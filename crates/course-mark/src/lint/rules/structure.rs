use std::{
    collections::{BTreeMap, HashSet},
    path::{Component, Path},
};

use crate::{
    corpus::Corpus,
    error::Result,
    lint::{Finding, LintContext, Rule, Severity},
    model::{NumberedName, Section},
};

/// Every course and every section has a README index.
pub struct ReadmePresentRule;

impl Rule for ReadmePresentRule {
    fn name(&self) -> &str {
        "readme-present"
    }

    fn description(&self) -> &str {
        "every course and section has a README"
    }

    fn check(&self, ctx: &LintContext<'_>, corpus: &Corpus) -> Result<Vec<Finding>> {
        let config = &ctx.config.corpus;
        let mut findings = Vec::new();

        for course in &corpus.courses {
            if course.index.is_none() {
                findings.push(Finding::new(
                    &course.path,
                    format!("course has no {}", config.readme),
                ));
            }

            for section in &course.sections {
                if section.index.is_none() {
                    findings.push(Finding::new(
                        &section.path,
                        format!("section has no {}", config.readme),
                    ));
                }
            }
        }

        Ok(findings)
    }
}

/// Sections and lessons follow the `<number>-<slug>` naming convention with unique numbers.
pub struct NamingRule;

impl Rule for NamingRule {
    fn name(&self) -> &str {
        "naming"
    }

    fn description(&self) -> &str {
        "section directories and lesson files are named `<number>-<slug>` with unique numbers"
    }

    fn default_severity(&self) -> Severity {
        Severity::Warning
    }

    fn check(&self, _ctx: &LintContext<'_>, corpus: &Corpus) -> Result<Vec<Finding>> {
        let mut findings = Vec::new();

        for course in &corpus.courses {
            for stray in &course.stray_files {
                findings.push(Finding::new(
                    stray,
                    "markdown file sits directly in the course instead of a section",
                ));
            }

            let sections = course
                .sections
                .iter()
                .map(|section| (section.numbered.as_ref(), section.path.as_path()));
            findings.extend(check_names("section directory", sections));

            for section in &course.sections {
                let lessons = section
                    .lessons
                    .iter()
                    .map(|lesson| (lesson.numbered.as_ref(), lesson.path.as_path()));
                findings.extend(check_names("lesson file", lessons));
            }
        }

        Ok(findings)
    }
}

fn check_names<'a>(
    kind: &str,
    items: impl Iterator<Item = (Option<&'a NumberedName>, &'a Path)>,
) -> Vec<Finding> {
    let mut findings = Vec::new();
    let mut numbers: BTreeMap<u32, &Path> = BTreeMap::new();

    for (numbered, path) in items {
        let Some(numbered) = numbered else {
            findings.push(Finding::new(
                path,
                format!("{kind} is not named `<number>-<slug>`"),
            ));
            continue;
        };

        if let Some(first) = numbers.insert(numbered.number, path) {
            findings.push(Finding::new(
                path,
                format!(
                    "{kind} reuses number {} already taken by `{}`",
                    numbered.number,
                    file_name(first)
                ),
            ));
            numbers.insert(numbered.number, first);
        }
    }

    findings
}

/// Every lesson file is listed in its section README, in lesson order.
pub struct LessonListingRule;

impl Rule for LessonListingRule {
    fn name(&self) -> &str {
        "lesson-listing"
    }

    fn description(&self) -> &str {
        "section READMEs list every lesson of the section in numbered order"
    }

    fn default_severity(&self) -> Severity {
        Severity::Warning
    }

    fn check(&self, ctx: &LintContext<'_>, corpus: &Corpus) -> Result<Vec<Finding>> {
        let mut findings = Vec::new();

        for (_, section) in corpus.sections() {
            findings.extend(check_listing(section, &section.readme_path(&ctx.config.corpus)));
        }

        Ok(findings)
    }
}

fn check_listing(section: &Section, readme: &Path) -> Vec<Finding> {
    let Some(index) = &section.index else {
        return Vec::new();
    };

    let present: HashSet<&str> = section
        .lessons
        .iter()
        .map(|lesson| lesson.file_name.as_str())
        .collect();

    // Listed lessons of this section, in README order, ignoring links into other directories.
    let listed: Vec<_> = index
        .lessons
        .iter()
        .filter_map(|link| {
            let target = link.local_path()?;
            let name = sibling_file_name(&target)?;

            present.contains(name.as_str()).then_some((name, link))
        })
        .collect();

    let mut findings = Vec::new();
    let listed_names: HashSet<&str> = listed.iter().map(|(name, _)| name.as_str()).collect();

    for lesson in &section.lessons {
        if !listed_names.contains(lesson.file_name.as_str()) {
            findings.push(Finding::new(
                &lesson.path,
                format!("lesson is not listed in {}", file_name(readme)),
            ));
        }
    }

    let expected: Vec<&str> = section
        .lessons
        .iter()
        .map(|lesson| lesson.file_name.as_str())
        .filter(|name| listed_names.contains(name))
        .collect();

    let mut seen = HashSet::new();
    let actual: Vec<_> = listed
        .iter()
        .filter(|(name, _)| seen.insert(name.as_str()))
        .collect();

    if let Some(((name, link), wanted)) = actual
        .iter()
        .zip(&expected)
        .find(|((name, _), wanted)| name.as_str() != **wanted)
    {
        findings.push(
            Finding::new(
                readme,
                format!("`{name}` is listed where `{wanted}` was expected"),
            )
            .at(link.position),
        );
    }

    findings
}

/// The file name of a link target that stays within the README's own directory.
fn sibling_file_name(target: &str) -> Option<String> {
    let mut components = Path::new(target)
        .components()
        .filter(|component| !matches!(component, Component::CurDir));

    match (components.next(), components.next()) {
        (Some(Component::Normal(name)), None) => Some(name.to_string_lossy().into_owned()),
        _ => None,
    }
}

fn file_name(path: &Path) -> String {
    path.file_name()
        .map(|name| name.to_string_lossy().into_owned())
        .unwrap_or_else(|| path.display().to_string())
}
use anyhow::Context;
use pulldown_cmark::{CodeBlockKind, Event, HeadingLevel, Tag};
use serde::{Deserialize, Serialize};
use std::{
    fs,
    path::{Path, PathBuf},
};

use crate::{
    cmark::{CMarkParser, EventIteratorExt as _, Position},
    error::Result,
};

use super::{FrontMatter, FrontMatterState, LinkRef, NumberedName};

#[derive(Debug, Default, Clone, Copy, PartialEq, Eq, PartialOrd, Ord, Deserialize, Serialize)]
pub enum Level {
    #[default]
    H1 = 1,
    H2,
    H3,
    H4,
    H5,
    H6,
}

impl From<HeadingLevel> for Level {
    fn from(value: HeadingLevel) -> Self {
        match value {
            HeadingLevel::H1 => Level::H1,
            HeadingLevel::H2 => Level::H2,
            HeadingLevel::H3 => Level::H3,
            HeadingLevel::H4 => Level::H4,
            HeadingLevel::H5 => Level::H5,
            HeadingLevel::H6 => Level::H6,
        }
    }
}

/// A `Heading` represents all text following a heading in a lesson.
/// Any headings that have a lower-level than the `Heading` that follow it
/// will be nested inside it. Any `Heading` with the same level as the
/// current heading will be a sibling in the parent `Heading` or `Lesson`.
#[derive(Default, Debug, Clone, Serialize, Deserialize, PartialEq, Eq)]
pub struct Heading {
    /// The title of the heading, in markdown.
    pub title: String,
    /// The heading level ranging from H1 to H6.
    pub level: Level,
    /// All text that follows this heading, excluding the text of any child or sibling headings.
    pub body: String,
    /// Where the heading starts.
    pub position: Position,
    /// Any child headings that are nested below the current heading.
    pub sections: Vec<Heading>,
}

/// A fenced or indented code block. Code examples are illustrative and never executed.
#[derive(Debug, Clone, PartialEq, Eq, Serialize, Deserialize)]
pub struct CodeExample {
    /// First word of the fence info string.
    pub lang: Option<String>,
    pub fenced: bool,
    pub code: String,
    pub position: Position,
}

/// The last paragraph of a lesson, which by convention carries the attribution line.
#[derive(Debug, Clone, PartialEq, Eq, Serialize, Deserialize)]
pub struct Footer {
    pub text: String,
    pub position: Position,
}

/// A `Lesson` is an in-memory representation of a single lesson file on disk.
#[derive(Debug, Clone, Serialize, Deserialize, PartialEq, Eq)]
pub struct Lesson {
    pub file_name: String,
    /// Number and slug parsed from the file name.
    pub numbered: Option<NumberedName>,
    /// The location of the lesson relative to the corpus source root.
    pub path: PathBuf,
    pub front_matter: FrontMatterState,
    /// Plain text of the first H1, or of the first heading when there is no H1.
    pub title: Option<String>,
    /// The heading tree of the lesson body.
    pub sections: Vec<Heading>,
    pub code_examples: Vec<CodeExample>,
    pub links: Vec<LinkRef>,
    /// Set when the lesson ends with a paragraph.
    pub footer: Option<Footer>,
}

impl Lesson {
    /// Reads and parses `path`, which is relative to `source_root`.
    pub fn load(source_root: impl AsRef<Path>, path: impl Into<PathBuf>) -> Result<Lesson> {
        let path = path.into();
        let file_path = source_root.as_ref().join(&path);
        let source = fs::read_to_string(&file_path)
            .with_context(|| format!("Failed to open lesson: {}", file_path.display()))?;

        Lesson::parse(path, &source)
            .with_context(|| format!("Failed to parse lesson: {}", file_path.display()))
    }

    pub fn parse(path: impl Into<PathBuf>, source: &str) -> Result<Lesson> {
        let path = path.into();
        let file_name = path
            .file_name()
            .map(|name| name.to_string_lossy().into_owned())
            .unwrap_or_default();

        let split = FrontMatter::split(source);
        let sections = HeadingParser::new(split.body, split.body_line).parse()?;
        let scan = scan_body(split.body, split.body_line);

        let title = first_title(split.body);

        Ok(Lesson {
            numbered: NumberedName::parse(&file_name),
            file_name,
            path,
            front_matter: split.state,
            title,
            sections,
            code_examples: scan.code_examples,
            links: scan.links,
            footer: scan.footer,
        })
    }

    /// The lesson slug: taken from the numbered file name, or the file stem otherwise.
    pub fn slug(&self) -> &str {
        match &self.numbered {
            Some(numbered) => &numbered.slug,
            None => self
                .file_name
                .strip_suffix(".md")
                .unwrap_or(&self.file_name),
        }
    }

    /// Iterate over a flattened representation of all headings in the lesson, in document order.
    pub fn for_each_heading<F>(&self, mut func: F)
    where
        F: FnMut(&Heading),
    {
        for_each(&mut func, &self.sections)
    }

    /// All headings of the lesson, in document order.
    pub fn headings(&self) -> Vec<&Heading> {
        let mut headings = Vec::new();
        collect(&self.sections, &mut headings);

        headings
    }
}

fn for_each<'a, I, F>(func: &mut F, sections: I)
where
    I: IntoIterator<Item = &'a Heading>,
    F: FnMut(&Heading),
{
    for section in sections {
        func(section);

        for_each(func, &section.sections);
    }
}

fn collect<'a>(sections: &'a [Heading], out: &mut Vec<&'a Heading>) {
    for section in sections {
        out.push(section);
        collect(&section.sections, out);
    }
}

fn first_title(body: &str) -> Option<String> {
    let mut parser = CMarkParser::new(body);
    let mut fallback = None;

    while let Some(event) = parser.next_event() {
        if let Event::Start(Tag::Heading(level, ..)) = event {
            let title = parser
                .iter_until_and_consume(|event| matches!(event, Event::End(Tag::Heading(..))))
                .plain_text();

            if level == HeadingLevel::H1 {
                return Some(title);
            }

            fallback.get_or_insert(title);
        }
    }

    fallback
}

#[derive(Default)]
struct Scan {
    code_examples: Vec<CodeExample>,
    links: Vec<LinkRef>,
    footer: Option<Footer>,
}

/// Collects code examples, links and the trailing paragraph in a single pass.
fn scan_body(body: &str, line_offset: usize) -> Scan {
    let mut parser = CMarkParser::with_line_offset(body, line_offset);
    let mut scan = Scan::default();

    let mut depth = 0usize;
    let mut paragraph: Option<(Position, String)> = None;
    let mut code: Option<(Option<String>, bool, Position, String)> = None;
    let mut link: Option<(String, Position, String)> = None;

    while let Some(event) = parser.next_event() {
        match event {
            Event::Start(tag) => {
                match &tag {
                    Tag::Paragraph if depth == 0 => {
                        paragraph = Some((parser.position(), String::new()));
                    }
                    Tag::CodeBlock(kind) => {
                        let (lang, fenced) = match kind {
                            CodeBlockKind::Fenced(info) => (
                                info.split([' ', ',', '{'])
                                    .next()
                                    .filter(|lang| !lang.is_empty())
                                    .map(String::from),
                                true,
                            ),
                            CodeBlockKind::Indented => (None, false),
                        };
                        code = Some((lang, fenced, parser.position(), String::new()));
                    }
                    Tag::Link(_, destination, _) => {
                        link = Some((destination.to_string(), parser.position(), String::new()));
                    }
                    _ => (),
                }

                depth += 1;
            }
            Event::End(tag) => {
                depth = depth.saturating_sub(1);

                match tag {
                    Tag::CodeBlock(_) => {
                        if let Some((lang, fenced, position, code)) = code.take() {
                            scan.code_examples.push(CodeExample {
                                lang,
                                fenced,
                                code,
                                position,
                            });
                        }
                    }
                    Tag::Link(..) => {
                        if let Some((destination, position, text)) = link.take() {
                            scan.links.push(LinkRef {
                                destination,
                                text: text.trim().to_string(),
                                position,
                            });
                        }
                    }
                    _ => (),
                }

                if depth == 0 {
                    scan.footer = paragraph.take().map(|(position, text)| Footer {
                        text: text.trim().to_string(),
                        position,
                    });
                }
            }
            Event::Text(text) => {
                if let Some((_, _, _, buffer)) = code.as_mut() {
                    buffer.push_str(&text);
                    continue;
                }

                if let Some((_, buffer)) = paragraph.as_mut() {
                    buffer.push_str(&text);
                }

                if let Some((_, _, buffer)) = link.as_mut() {
                    buffer.push_str(&text);
                }
            }
            Event::Code(text) => {
                if let Some((_, buffer)) = paragraph.as_mut() {
                    buffer.push_str(&text);
                }

                if let Some((_, _, buffer)) = link.as_mut() {
                    buffer.push_str(&text);
                }
            }
            Event::SoftBreak | Event::HardBreak => {
                if let Some((_, buffer)) = paragraph.as_mut() {
                    buffer.push(' ');
                }
            }
            Event::Rule if depth == 0 => {
                scan.footer = None;
            }
            _ => (),
        }
    }

    scan
}

struct HeadingParser<'a> {
    parser: CMarkParser<'a>,
}

impl<'a> HeadingParser<'a> {
    fn new(source: &'a str, line_offset: usize) -> Self {
        Self {
            parser: CMarkParser::with_line_offset(source, line_offset),
        }
    }

    fn parse(mut self) -> Result<Vec<Heading>> {
        let mut sections = Vec::new();

        loop {
            match self.parser.next_event() {
                Some(Event::Start(Tag::Heading(heading_level, ..))) => {
                    let section = self.parse_section(heading_level)?;
                    sections.push(section)
                }
                Some(_) => (), // Content before the first heading belongs to no section.
                None => break,
            }
        }

        Ok(sections)
    }

    fn parse_section(&mut self, level: HeadingLevel) -> Result<Heading> {
        let position = self.parser.position();
        let title = self
            .parser
            .iter_until_and_consume(|event| {
                matches! {
                    event,
                    Event::End(Tag::Heading(..))
                }
            })
            .stringify()?;

        let body = self
            .parser
            .iter_until(|event| {
                matches! {
                    event,
                    Event::Start(Tag::Heading(..))
                }
            })
            .stringify()?;

        let mut sections = Vec::new();

        loop {
            match self.parser.peek_event() {
                Some(Event::Start(Tag::Heading(heading_level, ..))) if *heading_level > level => {
                    let heading_level = *heading_level;
                    self.parser.next_event();
                    sections.push(self.parse_section(heading_level)?);
                }
                Some(_) => break,
                None => break,
            }
        }

        Ok(Heading {
            title,
            level: level.into(),
            body,
            position,
            sections,
        })
    }
}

◆ **WORK ITEM**
Check each line above for the word "convention", and give only the number of lines that contain it.

◆ **TASK RESPONSE**
2